M Zaqy said: "The Tripartite Advisory is a first step in encouraging companies to provide proper and reasonable rest areas for our low-wage outsourced workers.

"We urge companies to adopt these recommendations, so that collectively we can uplift the working conditions of our low-wage workers."

Mr Zainal Sapari, assistant secretary-general of NTUC, noted that the challenge lies with older commercial buildings or properties such as condominiums that might have difficulty in finding rest areas for workers.

He added: "They should not be resting in makeshift or unconducive areas.

"When building owners and service buyers take the welfare of their outsourced workers to heart, they benefit from a happier and more productive workforce."

Ikea Alexandra has included a rest area for outsourced workers at the parking lot since the store was opened in 1995.

The rest area was further expanded in 2008 and now spans 35 sq m, with air-conditioning, lockers, fridges, a microwave and furniture such as a couch, a table and chairs.

The outsourced workers also have access to a co-worker pantry with subsidised meals at S$2 and free tea and coffee.

Around 40 of the 55 outsourced workers use the rest area regularly.

One of them is Mr Lim See Beng, 66, a cleaner who has worked there for two years.

He said: "I take my food to that rest area and I chat with friends.
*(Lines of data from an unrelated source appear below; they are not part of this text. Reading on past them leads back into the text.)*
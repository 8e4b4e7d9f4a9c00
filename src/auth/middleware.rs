//! Static API key authentication for the `/v1/*` surface.
//!
//! There is a single shared secret (`RuntimeConfig.auth.api_key`), not a
//! per-user credential store, so unlike the teacher's three-mode dispatch
//! (disabled / TLS client cert / per-user Bearer lookup) this middleware
//! has exactly one check: does the caller's key match the configured one.
//! Anthropic's own API accepts the key via either `x-api-key` or
//! `Authorization: Bearer`, so both are checked, `x-api-key` first.

use axum::extract::{Request, State};
use axum::middleware::Next;
use axum::response::Response;

use crate::error::AppError;
use crate::AppState;

/// Axum middleware requiring a valid API key on every `/v1/*` request.
pub async fn require_api_key(
    State(state): State<AppState>,
    request: Request,
    next: Next,
) -> Result<Response, AppError> {
    if state.config.auth.api_key.is_empty() {
        return Err(AppError::Unauthorized(
            "no API key configured for this proxy".to_string(),
        ));
    }

    let presented = extract_api_key(&request)?;
    if presented != state.config.auth.api_key {
        return Err(AppError::Unauthorized("invalid API key".to_string()));
    }

    Ok(next.run(request).await)
}

/// Pull the caller's key from `x-api-key`, falling back to a Bearer
/// `Authorization` header.
fn extract_api_key(request: &Request) -> Result<String, AppError> {
    if let Some(value) = request.headers().get("x-api-key") {
        let key = value
            .to_str()
            .map_err(|_| AppError::Unauthorized("invalid x-api-key header encoding".to_string()))?
            .trim();
        if key.is_empty() {
            return Err(AppError::Unauthorized("empty x-api-key header".to_string()));
        }
        return Ok(key.to_string());
    }

    extract_bearer_token(request)
}

/// Extract the Bearer token from the Authorization header.
fn extract_bearer_token(request: &Request) -> Result<String, AppError> {
    let header = request
        .headers()
        .get(axum::http::header::AUTHORIZATION)
        .ok_or_else(|| AppError::Unauthorized("missing x-api-key or Authorization header".to_string()))?;

    let value = header
        .to_str()
        .map_err(|_| AppError::Unauthorized("invalid Authorization header encoding".to_string()))?;

    let token = value
        .strip_prefix("Bearer ")
        .ok_or_else(|| AppError::Unauthorized("Authorization header must use Bearer scheme".to_string()))?
        .trim();

    if token.is_empty() {
        return Err(AppError::Unauthorized("empty Bearer token".to_string()));
    }

    Ok(token.to_string())
}
pub mod health;
pub mod messages;

use axum::middleware as axum_middleware;
use axum::routing::{get, post};
use axum::Router;

use crate::auth::middleware::require_api_key;
use crate::AppState;

/// Build the full API router.
///
/// Route layout:
/// ```text
/// /health                         GET    (no auth)
/// /v1/messages                    POST   (auth required)
/// /v1/messages/count_tokens       POST   (auth required)
/// ```
pub fn build_api_router(state: AppState) -> Router<AppState> {
    let v1_routes = Router::new()
        .route("/messages", post(messages::messages))
        .route("/messages/count_tokens", post(messages::count_tokens))
        .layer(axum_middleware::from_fn_with_state(state.clone(), require_api_key));

    Router::new()
        .route("/health", get(health::health_check))
        .nest("/v1", v1_routes)
}

#[cfg(test)]
mod tests {
    use super::*;
    use std::sync::Arc;
    use tokio::sync::mpsc;

    use crate::config::RuntimeConfig;
    use crate::pool::CredentialPool;
    use crate::refresh::RefreshCoordinator;
    use crate::selector::Selector;
    use crate::store::memory::MemoryStore;
    use crate::tokenstore::TokenStore;
    use kiro_gateway::convert::ModelResolver;
    use kiro_gateway::transport::http::KiroHttpClient;

    fn test_state() -> AppState {
        let store = Arc::new(MemoryStore::new());
        let (refresh_tx, _refresh_rx) = mpsc::channel(16);
        let pool = Arc::new(CredentialPool::new(store.clone(), refresh_tx.clone()));
        let tokens = Arc::new(TokenStore::new(store));
        AppState {
            config: Arc::new(RuntimeConfig::default()),
            pool: pool.clone(),
            tokens: tokens.clone(),
            selector: Arc::new(Selector::new(pool.clone(), 6)),
            refresh: RefreshCoordinator::new(pool, tokens),
            refresh_tx,
            http: Arc::new(KiroHttpClient::new()),
            model_resolver: Arc::new(ModelResolver::new().unwrap()),
        }
    }

    #[test]
    fn build_api_router_creates_router() {
        let state = test_state();
        let _router: Router<AppState> = build_api_router(state);
    }
}
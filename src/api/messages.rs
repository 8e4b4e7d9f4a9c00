//! `POST /v1/messages` and `POST /v1/messages/count_tokens`.
//!
//! The failover loop lives here rather than in the Selector or the
//! translator: `kiro_gateway::client` is deliberately credential-agnostic,
//! so retrying against a different credential on a retryable upstream
//! error is this handler's job, driven entirely by the `AppError`
//! predicate methods (`should_switch_credential`/`requires_reauth`/
//! `skip_error_count`) rather than re-deriving policy from status codes.

use std::collections::HashSet;
use std::convert::Infallible;

use axum::body::Bytes;
use axum::extract::State;
use axum::response::sse::{Event, KeepAlive, Sse};
use axum::response::{IntoResponse, Response};
use axum::Json;
use futures::{Stream, StreamExt};
use rand::Rng;
use serde::{Deserialize, Serialize};

use kiro_gateway::client::{self, CallContext};
use kiro_gateway::convert::response::estimate_tokens;
use kiro_gateway::models::request::{Message, MessagesRequest, SystemPrompt};
use kiro_gateway::models::stream::StreamEvent;

use crate::domain::{Credential, Token};
use crate::error::{AppError, Result};
use crate::AppState;

/// Anthropic's context window; a request whose estimated input plus
/// `max_tokens` exceeds this is rejected without contacting upstream.
const MAX_CONTEXT_TOKENS: u32 = 200_000;

/// POST /v1/messages
pub async fn messages(State(state): State<AppState>, body: Bytes) -> Result<Response> {
    let request: MessagesRequest = serde_json::from_slice(&body)?;
    check_request_size(&request)?;

    if request.stream {
        Ok(messages_stream(state, request).await?.into_response())
    } else {
        let response = dispatch_non_streaming(&state, request).await?;
        Ok(Json(response).into_response())
    }
}

fn check_request_size(request: &MessagesRequest) -> Result<()> {
    let estimated_input = estimate_request_tokens(request);
    if estimated_input + request.max_tokens > MAX_CONTEXT_TOKENS {
        return Err(AppError::RequestTooLarge(format!(
            "estimated input ({estimated_input}) + max_tokens ({}) exceeds the {MAX_CONTEXT_TOKENS}-token context window",
            request.max_tokens
        )));
    }
    Ok(())
}

fn estimate_request_tokens(request: &MessagesRequest) -> u32 {
    let mut total = 0u32;
    if let Some(system) = &request.system {
        total += estimate_tokens(&system.text());
    }
    for message in &request.messages {
        total += estimate_tokens(&message.content.text());
    }
    if let Some(tools) = &request.tools {
        for tool in tools {
            total += estimate_tokens(&tool.input_schema.to_string());
            if let Some(desc) = &tool.description {
                total += estimate_tokens(desc);
            }
        }
    }
    total
}

async fn dispatch_non_streaming(
    state: &AppState,
    request: MessagesRequest,
) -> Result<kiro_gateway::models::response::MessagesResponse> {
    let mut excluded = HashSet::new();
    let max_retries = state.config.limits.max_retries;

    for attempt in 0..=max_retries {
        let (cred, token) = select_credential(state, &excluded).await?;
        let fingerprint = cred.fingerprint(token.client_id.as_deref());
        let ctx = CallContext {
            access_token: &token.access_token,
            fingerprint: &fingerprint,
            region: &cred.region,
            profile_arn: cred.profile_arn.as_deref(),
        };

        match client::send_messages(&state.http, &state.model_resolver, &ctx, &request).await {
            Ok(response) => {
                state.pool.record_success(&cred.uuid).await?;
                return Ok(response);
            }
            Err(err) => {
                let app_err: AppError = err.into();
                match handle_upstream_error(state, &cred.uuid, app_err, attempt, max_retries).await {
                    RetryDecision::Retry => {
                        excluded.insert(cred.uuid);
                        continue;
                    }
                    RetryDecision::Fail(err) => return Err(err),
                }
            }
        }
    }

    Err(AppError::NoAccountsAvailable)
}

async fn messages_stream(
    state: AppState,
    request: MessagesRequest,
) -> Result<Sse<impl Stream<Item = std::result::Result<Event, Infallible>>>> {
    let mut excluded = HashSet::new();
    let max_retries = state.config.limits.max_retries;

    let (uuid, inner) = loop {
        let (cred, token) = select_credential(&state, &excluded).await?;
        let fingerprint = cred.fingerprint(token.client_id.as_deref());
        let ctx = CallContext {
            access_token: &token.access_token,
            fingerprint: &fingerprint,
            region: &cred.region,
            profile_arn: cred.profile_arn.as_deref(),
        };

        match client::send_messages_stream(&state.http, &state.model_resolver, ctx, request.clone()).await {
            Ok(stream) => break (cred.uuid, stream),
            Err(err) => {
                let app_err: AppError = err.into();
                let attempt = excluded.len() as u32;
                match handle_upstream_error(&state, &cred.uuid, app_err, attempt, max_retries).await {
                    RetryDecision::Retry => {
                        excluded.insert(cred.uuid);
                        continue;
                    }
                    RetryDecision::Fail(err) => return Err(err),
                }
            }
        }
    };

    state.pool.record_success(&uuid).await?;

    let sse_stream = inner.map(|item| {
        let event = match item {
            Ok(event) => sse_event_for(&event),
            Err(err) => sse_error_event(&AppError::from(err)),
        };
        Ok(event)
    });

    Ok(Sse::new(sse_stream).keep_alive(KeepAlive::default()))
}

enum RetryDecision {
    Retry,
    Fail(AppError),
}

/// Apply the pool-state side effect dictated by `err` unconditionally, then
/// decide whether the handler's loop should reselect and retry. The
/// credential-state effect (mark unhealthy, enqueue refresh, ...) happens
/// regardless of the retry budget: a 402/401/403 on the final attempt must
/// still quarantine or flag the credential for refresh, or it stays
/// `isHealthy=true` and gets reselected on the next request.
async fn handle_upstream_error(
    state: &AppState,
    uuid: &str,
    err: AppError,
    attempt: u32,
    max_retries: u32,
) -> RetryDecision {
    if !err.should_switch_credential() {
        if matches!(err, AppError::UpstreamFatal(_)) {
            let _ = state.pool.mark_unhealthy(uuid, &err.to_string()).await;
        }
        return RetryDecision::Fail(err);
    }

    match &err {
        AppError::UpstreamAuthFailure => {
            state.pool.mark_need_refresh(uuid).await;
        }
        AppError::UpstreamQuotaExhausted => {
            let recovery = crate::pool::first_of_next_month_utc(chrono::Utc::now());
            let _ = state
                .pool
                .mark_unhealthy_until(uuid, "402 quota exhausted", recovery)
                .await;
        }
        AppError::UpstreamForbidden(message) => {
            if message.contains("temporarily is suspended") {
                let _ = state
                    .pool
                    .mark_unhealthy_until(uuid, message, chrono::DateTime::<chrono::Utc>::MAX_UTC)
                    .await;
            } else {
                state.pool.mark_need_refresh(uuid).await;
            }
        }
        _ => {}
    }

    if attempt >= max_retries {
        return RetryDecision::Fail(err);
    }

    if matches!(err, AppError::UpstreamRetryable(_)) {
        let base = std::time::Duration::from_secs(1) * 2u32.pow(attempt);
        let jitter = rand::rng().random_range(0.5..=1.5);
        let backoff = std::time::Duration::from_secs_f64(base.as_secs_f64() * jitter);
        tokio::time::sleep(backoff).await;
    }

    RetryDecision::Retry
}

async fn select_credential(state: &AppState, excluded: &HashSet<String>) -> Result<(Credential, Token)> {
    let cred = state.selector.select(excluded).await?;
    let token = state
        .tokens
        .get(&cred.uuid)
        .await?
        .ok_or_else(|| AppError::Store(format!("no token on file for credential {}", cred.uuid)))?;

    let threshold = chrono::Duration::seconds(state.config.limits.refresh_threshold_secs as i64);
    if token.is_expiring_soon(threshold) {
        state.pool.mark_need_refresh(&cred.uuid).await;
    }

    Ok((cred, token))
}

fn sse_event_for(event: &StreamEvent) -> Event {
    let name = match event {
        StreamEvent::MessageStart { .. } => "message_start",
        StreamEvent::ContentBlockStart { .. } => "content_block_start",
        StreamEvent::ContentBlockDelta { .. } => "content_block_delta",
        StreamEvent::ContentBlockStop { .. } => "content_block_stop",
        StreamEvent::MessageDelta { .. } => "message_delta",
        StreamEvent::MessageStop => "message_stop",
        StreamEvent::Ping => "ping",
        StreamEvent::Error { .. } => "error",
    };
    Event::default().event(name).json_data(event).unwrap_or_else(|_| Event::default().event("error"))
}

fn sse_error_event(err: &AppError) -> Event {
    #[derive(Serialize)]
    struct ErrorPayload {
        r#type: &'static str,
        error: ErrorBody,
    }
    #[derive(Serialize)]
    struct ErrorBody {
        r#type: &'static str,
        message: String,
    }

    let payload = ErrorPayload {
        r#type: "error",
        error: ErrorBody {
            r#type: "api_error",
            message: err.to_string(),
        },
    };
    Event::default()
        .event("error")
        .json_data(&payload)
        .unwrap_or_else(|_| Event::default().event("error").data(err.to_string()))
}

/// Partial request body accepted by `count_tokens`: no `max_tokens`, no
/// `stream` — the caller only wants an estimate before committing to a
/// real call.
#[derive(Debug, Deserialize)]
pub struct CountTokensRequest {
    #[serde(default)]
    pub system: Option<SystemPrompt>,
    #[serde(default)]
    pub messages: Vec<Message>,
    #[serde(default)]
    pub tools: Option<Vec<kiro_gateway::models::request::Tool>>,
}

#[derive(Debug, Serialize)]
pub struct CountTokensResponse {
    pub input_tokens: u32,
}

/// POST /v1/messages/count_tokens
pub async fn count_tokens(body: Bytes) -> Result<Json<CountTokensResponse>> {
    let request: CountTokensRequest = serde_json::from_slice(&body)?;

    let mut total = 0u32;
    if let Some(system) = &request.system {
        total += estimate_tokens(&system.text());
    }
    for message in &request.messages {
        total += estimate_tokens(&message.content.text());
    }
    if let Some(tools) = &request.tools {
        for tool in tools {
            total += estimate_tokens(&tool.input_schema.to_string());
            if let Some(desc) = &tool.description {
                total += estimate_tokens(desc);
            }
        }
    }

    Ok(Json(CountTokensResponse { input_tokens: total.max(1) }))
}

#[cfg(test)]
mod tests {
    use super::*;
    use kiro_gateway::models::request::{MessageContent, Role};

    #[test]
    fn check_request_size_rejects_oversized_request() {
        let huge_text = "a".repeat(900_000);
        let request = MessagesRequest {
            model: "claude-sonnet-4-5".into(),
            max_tokens: 4096,
            messages: vec![Message {
                role: Role::User,
                content: MessageContent::Text(huge_text),
            }],
            system: None,
            tools: None,
            tool_choice: None,
            stream: false,
            temperature: None,
            top_p: None,
            stop_sequences: None,
            thinking: None,
        };
        let err = check_request_size(&request).unwrap_err();
        assert!(matches!(err, AppError::RequestTooLarge(_)));
    }

    #[test]
    fn check_request_size_accepts_small_request() {
        let request = MessagesRequest::new("claude-sonnet-4-5", 1024);
        assert!(check_request_size(&request).is_ok());
    }

    #[tokio::test]
    async fn count_tokens_sums_system_and_message_text() {
        let body = serde_json::json!({
            "system": "You are helpful.",
            "messages": [{"role": "user", "content": "Hello there"}]
        });
        let response = count_tokens(Bytes::from(serde_json::to_vec(&body).unwrap()))
            .await
            .unwrap();
        assert!(response.0.input_tokens > 0);
    }
}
It is important as a place for me to rest.

"I hope that coffee and tea can be provided in the rest area in the future."

Cleaning service provider ISS, which has about 1,700 clients, works with companies such as Ikea in providing proper rest areas for its workers.

ISS assistant general manager Simon David said: "In general there is room for improvement.

"Some rest areas can have better ventilation, furniture and proper lighting.

"We will be working with our service buyers to do this in full force next year."